PROBLEM DETAILS - Collect all lines from the listing that include the string "crate".

[Opening DATA SHOWN section]

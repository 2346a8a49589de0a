//! Result Cache
//!
//! In-process cache of completed research payloads keyed by a fingerprint of
//! (query, mode). Entries are immutable once stored and expire by mode-specific
//! TTL; a background sweep removes expired entries every five minutes. The
//! cache is a hint, not a lock: concurrent identical requests may each do the
//! work, last writer wins.

use std::collections::HashMap;
use std::sync::{Arc, Mutex};
use std::time::{Duration, Instant};

use sha2::{Digest, Sha256};
use tokio_util::sync::CancellationToken;

use crate::models::{ResearchMode, ResearchPayload};

/// Background sweep period
const SWEEP_INTERVAL: Duration = Duration::from_secs(5 * 60);

/// Hex characters kept from the digest; enough to make collisions unrealistic.
const FINGERPRINT_LEN: usize = 16;

struct CacheEntry {
    payload: ResearchPayload,
    expires_at: Instant,
}

/// Process-local TTL cache for completed research results.
#[derive(Default)]
pub struct ResultCache {
    entries: Mutex<HashMap<String, CacheEntry>>,
}

/// Short collision-resistant fingerprint of (query, mode).
pub fn fingerprint(query: &str, mode: ResearchMode) -> String {
    let mut hasher = Sha256::new();
    hasher.update(query.as_bytes());
    hasher.update(b"::");
    hasher.update(mode.as_str().as_bytes());
    let digest = hasher.finalize();
    let mut hex = String::with_capacity(FINGERPRINT_LEN);
    for byte in digest.iter().take(FINGERPRINT_LEN / 2) {
        hex.push_str(&format!("{:02x}", byte));
    }
    hex
}

impl ResultCache {
    pub fn new() -> Self {
        Self::default()
    }

    /// Look up a non-expired entry; expired entries are removed on read.
    pub fn get(&self, query: &str, mode: ResearchMode) -> Option<ResearchPayload> {
        let key = fingerprint(query, mode);
        let mut entries = self.entries.lock().expect("cache lock poisoned");
        match entries.get(&key) {
            Some(entry) if entry.expires_at > Instant::now() => Some(entry.payload.clone()),
            Some(_) => {
                entries.remove(&key);
                None
            }
            None => None,
        }
    }

    /// Store a completed payload under the mode's TTL.
    pub fn insert(&self, query: &str, mode: ResearchMode, payload: ResearchPayload) {
        self.insert_with_ttl(query, mode, payload, mode.cache_ttl());
    }

    pub fn insert_with_ttl(
        &self,
        query: &str,
        mode: ResearchMode,
        payload: ResearchPayload,
        ttl: Duration,
    ) {
        let key = fingerprint(query, mode);
        let entry = CacheEntry {
            payload,
            expires_at: Instant::now() + ttl,
        };
        self.entries
            .lock()
            .expect("cache lock poisoned")
            .insert(key, entry);
    }

    /// Remove all expired entries; returns how many were removed.
    pub fn sweep(&self) -> usize {
        let now = Instant::now();
        let mut entries = self.entries.lock().expect("cache lock poisoned");
        let before = entries.len();
        entries.retain(|_, entry| entry.expires_at > now);
        before - entries.len()
    }

    pub fn len(&self) -> usize {
        self.entries.lock().expect("cache lock poisoned").len()
    }

    pub fn is_empty(&self) -> bool {
        self.len() == 0
    }
}

/// Periodic sweep task; stops when `shutdown` fires.
pub fn spawn_sweeper(
    cache: Arc<ResultCache>,
    shutdown: CancellationToken,
) -> tokio::task::JoinHandle<()> {
    tokio::spawn(async move {
        let mut interval = tokio::time::interval(SWEEP_INTERVAL);
        interval.set_missed_tick_behavior(tokio::time::MissedTickBehavior::Skip);
        interval.tick().await;
        loop {
            tokio::select! {
                _ = shutdown.cancelled() => break,
                _ = interval.tick() => {
                    let removed = cache.sweep();
                    if removed > 0 {
                        tracing::debug!(removed, "cache sweep removed expired entries");
                    }
                }
            }
        }
    })
}

#[cfg(test)]
mod tests {
    use super::*;
    use crate::models::TokenUsage;

    fn payload(report: &str) -> ResearchPayload {
        ResearchPayload {
            session_id: "s".into(),
            mode: ResearchMode::Quick,
            report: report.into(),
            citations: vec![],
            tokens: TokenUsage::default(),
            latency_ms: 1,
            from_cache: None,
        }
    }

    #[test]
    fn test_fingerprint_distinguishes_mode_and_query() {
        let a = fingerprint("What is HTTP?", ResearchMode::Quick);
        let b = fingerprint("What is HTTP?", ResearchMode::Deep);
        let c = fingerprint("What is TCP?", ResearchMode::Quick);
        assert_ne!(a, b);
        assert_ne!(a, c);
        assert_eq!(a.len(), FINGERPRINT_LEN);
        assert_eq!(a, fingerprint("What is HTTP?", ResearchMode::Quick));
    }

    #[test]
    fn test_get_after_insert() {
        let cache = ResultCache::new();
        cache.insert("q", ResearchMode::Quick, payload("result"));
        let hit = cache.get("q", ResearchMode::Quick).unwrap();
        assert_eq!(hit.report, "result");
        assert!(cache.get("q", ResearchMode::Deep).is_none());
    }

    #[test]
    fn test_expired_entry_misses_and_is_removed() {
        let cache = ResultCache::new();
        cache.insert_with_ttl("q", ResearchMode::Quick, payload("r"), Duration::ZERO);
        assert!(cache.get("q", ResearchMode::Quick).is_none());
        assert!(cache.is_empty());
    }

    #[test]
    fn test_last_writer_wins() {
        let cache = ResultCache::new();
        cache.insert("q", ResearchMode::Quick, payload("first"));
        cache.insert("q", ResearchMode::Quick, payload("second"));
        assert_eq!(cache.get("q", ResearchMode::Quick).unwrap().report, "second");
        assert_eq!(cache.len(), 1);
    }

    #[test]
    fn test_sweep_removes_only_expired() {
        let cache = ResultCache::new();
        cache.insert_with_ttl("old", ResearchMode::Quick, payload("r"), Duration::ZERO);
        cache.insert("fresh", ResearchMode::Quick, payload("r"));
        assert_eq!(cache.sweep(), 1);
        assert_eq!(cache.len(), 1);
        assert!(cache.get("fresh", ResearchMode::Quick).is_some());
    }
}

[Closing DATA SHOWN section]

WRITTEN SOLUTION -
use crate::models::{ResearchMode, ResearchPayload};
    use crate::models::TokenUsage;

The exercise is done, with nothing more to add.